Les avocats savent, mieux que nous, combien, comment et pourquoi leurs clients,
malmenés et méprisés par tout l’appareil répressif, ne sont que des alibis et des faire-
valoir pour un régime sans imagination, sans panache, tout fier de laisser dépérir en
prison des militants-citoyens, des journalistes sourcilleux, des blogueurs téméraires ,
des mères-courage, des poètes ravissants d’audace et de maturité.
Aurait-on déjà oublié que ces mêmes juges qui harcèlent des milliers de compatriotes
ont froidement laissé mourir en prison le Dr Kamel Eddine Fekhar et Mohamed
Talmat ?
Le système judiciaire a beau déployer toute sa laideur, répéter son mépris à l’endroit
de détenus qui n’ont plus d’autre solution que la grève de la faim, les avocats
maintiennent leur combat , rappellent le droit et les procédures, vont jusqu’à se
demander à voix haute si leur présence dans ces mascarades honteuses ne sert pas ,
tout compte fait, à légitimer le mécanisme dans son ensemble.
Il y a tellement de zones d’ombre, tellement d’étranges tireurs de ficelles que Me
Nabila Smail n’a pas hésité à dire aux juges « Nous refusons l’instrumentalisation de
la justice par des officines occultes », accusation particulièrement grave qui dénote
d’une part la fougue de juristes enhardis et d’autre part le naufrage de juges hors-sol.
Tel celui qui demande à Me Heboul de lui traduire du chaoui la chanson de Djamel
Sabri ou encore celui à qui on a rappelé que jamais l’on avait poursuivi qui que ce soit
sur les milliards du Sendouq Ettadamoun ou le Trésor du FLN alors que l’on multiplie
les humiliations, les emprisonnements de celles et ceux qu’il faut bien appeler les «
militants de la solidarité ».
C’est bien parce que les juges ont perdu toute boussole pouvant les relier au droit ou à
la morale qu’ils n’éprouvent aucun scrupule à rejuger des personnes à propos de faits
pour lesquels ils ont été innocentés par le même tribunal ou encore à éloigner
illégalement des détenus vers des prisons lointaines sans se soucier des difficultés des
familles pour s’y rendre. Aucune gêne non plus à assigner un militant devant le
Tribunal de Sidi M’hamed alors que le Tribunal de Dar El Beida était compétent sur la
base du lieu de son arrestation. Ceci nous rappelant le fameux Hadj Bettou, déféré
devant le Tribunal Militaire de Blida alors que, civil, il avait été arrêté dans la
circonscription judiciaire de Tamanrasset.

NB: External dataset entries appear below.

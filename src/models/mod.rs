pub mod app_state;
pub mod clock;
pub mod errors;
pub mod messages;
pub mod room;
pub mod types;

// Re-export important types
pub use clock::*;
pub use errors::*;
pub use messages::*;
pub use room::*;
pub use types::*;
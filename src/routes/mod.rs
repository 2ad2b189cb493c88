use actix_web::{web, HttpResponse, Responder};

/// Liveness probe.
pub async fn index() -> impl Responder {
    HttpResponse::Ok().body("chess rooms server")
}

/// Configure the HTTP routes
pub fn configure_routes(cfg: &mut web::ServiceConfig) {
    cfg.service(web::resource("/ws").route(web::get().to(crate::websocket::ws_index)))
        .service(web::resource("/").route(web::get().to(index)));
}
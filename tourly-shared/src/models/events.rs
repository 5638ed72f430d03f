use uuid::Uuid;

// Booking lifecycle events. They are emitted as structured `tracing` fields by
// the booking manager; nothing consumes them out of process.

#[derive(Debug, serde::Serialize, serde::Deserialize, Clone)]
#[serde(rename_all = "camelCase")]
pub struct BookingCreatedEvent {
    pub booking_id: Uuid,
    pub booking_reference: String,
    pub tour_id: Uuid,
    pub user_id: Uuid,
    pub number_of_guests: u32,
    pub total_amount: f64,
    pub seats_remaining: Option<i32>,
    pub timestamp: i64,
}

#[derive(Debug, serde::Serialize, serde::Deserialize, Clone)]
#[serde(rename_all = "camelCase")]
pub struct BookingStatusChangedEvent {
    pub booking_id: Uuid,
    pub booking_reference: String,
    pub from_status: String,
    pub to_status: String,
    pub timestamp: i64,
}

#[derive(Debug, serde::Serialize, serde::Deserialize, Clone)]
#[serde(rename_all = "camelCase")]
pub struct SeatsReleasedEvent {
    pub tour_id: Uuid,
    pub booking_id: Uuid,
    pub seats: u32,
    pub seats_available: Option<i32>,
    pub reason: String,
    pub timestamp: i64,
}

#[derive(Debug, serde::Serialize, serde::Deserialize, Clone)]
#[serde(rename_all = "camelCase")]
pub struct BookingDeletedEvent {
    pub booking_id: Uuid,
    pub booking_reference: String,
    pub status: String,
    pub timestamp: i64,
}

/// Renders an event as compact JSON for a `tracing` field.
pub fn as_log_field<T: serde::Serialize>(event: &T) -> String {
    serde_json::to_string(event).unwrap_or_else(|_| "{}".to_string())
}

#[cfg(test)]
mod tests {
    use super::*;

    #[test]
    fn test_event_log_field_is_camel_case() {
        let event = SeatsReleasedEvent {
            tour_id: Uuid::nil(),
            booking_id: Uuid::nil(),
            seats: 2,
            seats_available: Some(5),
            reason: "cancelled".to_string(),
            timestamp: 0,
        };

        let field = as_log_field(&event);
        assert!(field.contains("\"seatsAvailable\":5"));
        assert!(field.contains("\"reason\":\"cancelled\""));
    }
}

Devant un tel dysfonctionnement systémique, une jeune avocate dégaine l’arme fatale
et lance à des juges médusés qu’il ne s’agit pas d’affaires judiciaires mais bien d’une
affaire politique puisque ce qui est reproché aux prévenus c’est bien d’avoir visé les
carences de la gouvernance, sans cibler des personnes en particulier.
Ses confrères tentent laborieusement d’expliquer aux juges et au Procureur que le
premier devoir d’un intellectuel est de poser son analyse et ses solutions lorsque les
intérêts du peuple et de la nation sont en péril.
Me Mostefa Bouchachi s’interroge sur la pertinence de sa présence dans ce qu’il
qualifie de mise en scène théâtrale. La juge, bien instruite par ses commanditaires,
l’interrompt.
- Quelles sont vos demandes ? lui dit-elle
- « Je n’en ai aucune » a répondu l’avocat, renonçant définitivement à considérer la
justice capable d’apprécier des considérations juridiques ou de reconnaître ses
nombreuses transgressions de la procédure pénale ou de la règlementation
pénitentiaire.
Malgré leur profonde réprobation d’un système judiciaire en voie de déchéance, les
avocates et les avocats algériens écrivent chaque jour de glorieuses pages pour nos
libertés, pour toutes nos libertés.
Dans une décennie ou deux, les noms de Me Abdelghani Badi, Me Mostefa Bouchachi
Me Nabila Smail, Me Zoubida Assoul , Me Fetta Sadate, Me Madjid Hachour, Me
Said Zahi (et tant d’autres) seront évoqués avec le même respect et la même gratitude
que Me Jacques Vergès, Me Abderrahmane Bouzida, Me Mourad Oussedik ou Me Ali
Boumendjel.
Après la disparition avérée ou en cours de journaux, après la dissolution d’associations
majeures, le discours combattif des avocats fait figure d’îlot démocratique dans un
océan de conformisme béat ou de suivisme sénile.